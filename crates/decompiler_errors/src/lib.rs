//! Error taxonomy for the decompiler, shared by every crate in the
//! workspace so that a module-graph error and a router error can be
//! aggregated into the same `multi_err::MultiErr` without a translation
//! layer at each crate boundary.

use std::fmt;

/// Which plugin family a router pass belongs to. Lives here (rather than in
/// `plugin_core`) because both the router and the error taxonomy need it,
/// and `plugin_core` already depends on this crate.
#[derive(Debug, Clone, Copy, PartialEq, Eq, Hash)]
pub enum PassKind {
    Tagger,
    Editor,
    Decompiler,
}

impl fmt::Display for PassKind {
    fn fmt(&self, f: &mut fmt::Formatter<'_>) -> fmt::Result {
        f.write_str(match self {
            PassKind::Tagger => "tagger",
            PassKind::Editor => "editor",
            PassKind::Decompiler => "decompiler",
        })
    }
}

/// Errors the decompiler can raise.
///
/// `MalformedRegistration` and `CacheChecksumMismatch` are recoverable: the
/// caller logs them and continues (skipping the offending module, or
/// discarding the cache, respectively). Every other variant is fatal and
/// aborts the run - see `DecompileError::is_fatal`.
#[derive(thiserror::Error, Debug)]
pub enum DecompileError {
    /// A `__d(...)` call did not have the expected argument shape.
    /// Recoverable: the module is skipped, the rest of the bundle proceeds.
    #[error("malformed __d(...) registration{}: {reason}", .module_id.map(|id| format!(" (moduleId {id})")).unwrap_or_default())]
    MalformedRegistration {
        module_id: Option<u32>,
        reason: String,
    },

    /// `entry` mode (non-aggressive) found a dependency id with no
    /// corresponding module in the graph. Fatal.
    #[error("module {module_id} depends on missing module {missing_dependency} (dependency slot {slot})")]
    MissingDependency {
        module_id: u32,
        missing_dependency: u32,
        slot: usize,
    },

    /// The AST facade failed to parse the bundle, or a module's working
    /// AST failed to re-parse after printing. Fatal.
    #[error("parse error in {source_name}: {reason}")]
    ParseError { source_name: String, reason: String },

    /// A router pass did not reach a fixed point within the iteration cap.
    /// Fatal; includes enough detail to reproduce against a single module.
    #[error("{pass} pass on module {module_id} did not converge after {iterations} iterations")]
    FixpointExceeded {
        module_id: u32,
        pass: PassKind,
        iterations: usize,
    },

    /// The persisted cache's bundle digest didn't match the input bundle.
    /// Recoverable: the cache is discarded and the run proceeds cold.
    #[error("cache checksum mismatch: expected {expected}, found {found}")]
    CacheChecksumMismatch { expected: String, found: String },

    /// The bundle contained zero `__d(...)` registrations.
    #[error(
        "no modules found in bundle; likely causes: (1) the input is not a Metro bundle, \
         (2) the bundle was minified in a way that renamed `__d`, \
         (3) the wrong file was passed as `in`"
    )]
    NoModulesFound,
}

impl DecompileError {
    /// True when this error must abort the whole run. False for errors the
    /// orchestrator is expected to log and route around.
    pub fn is_fatal(&self) -> bool {
        !matches!(
            self,
            DecompileError::MalformedRegistration { .. }
                | DecompileError::CacheChecksumMismatch { .. }
        )
    }
}

pub type Result<T> = std::result::Result<T, DecompileError>;

#[cfg(test)]
mod tests {
    use super::*;

    #[test]
    fn malformed_registration_is_recoverable() {
        let err = DecompileError::MalformedRegistration {
            module_id: Some(4),
            reason: "factory has 5 parameters, expected 7".into(),
        };
        assert!(!err.is_fatal());
        assert!(err.to_string().contains("moduleId 4"));
    }

    #[test]
    fn cache_mismatch_is_recoverable() {
        let err = DecompileError::CacheChecksumMismatch {
            expected: "aaaa".into(),
            found: "bbbb".into(),
        };
        assert!(!err.is_fatal());
    }

    #[test]
    fn fixpoint_exceeded_is_fatal() {
        let err = DecompileError::FixpointExceeded {
            module_id: 1,
            pass: PassKind::Tagger,
            iterations: 16,
        };
        assert!(err.is_fatal());
        assert!(err.to_string().contains("tagger"));
    }

    #[test]
    fn no_modules_found_is_fatal_and_diagnostic() {
        let err = DecompileError::NoModulesFound;
        assert!(err.is_fatal());
        assert!(err.to_string().contains("likely causes"));
    }
}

※ ※ ※

EXERCISE GOAL: Gather each line in these records that contains the string "impl".

TASK RESPONSE:
impl fmt::Display for PassKind {
impl DecompileError {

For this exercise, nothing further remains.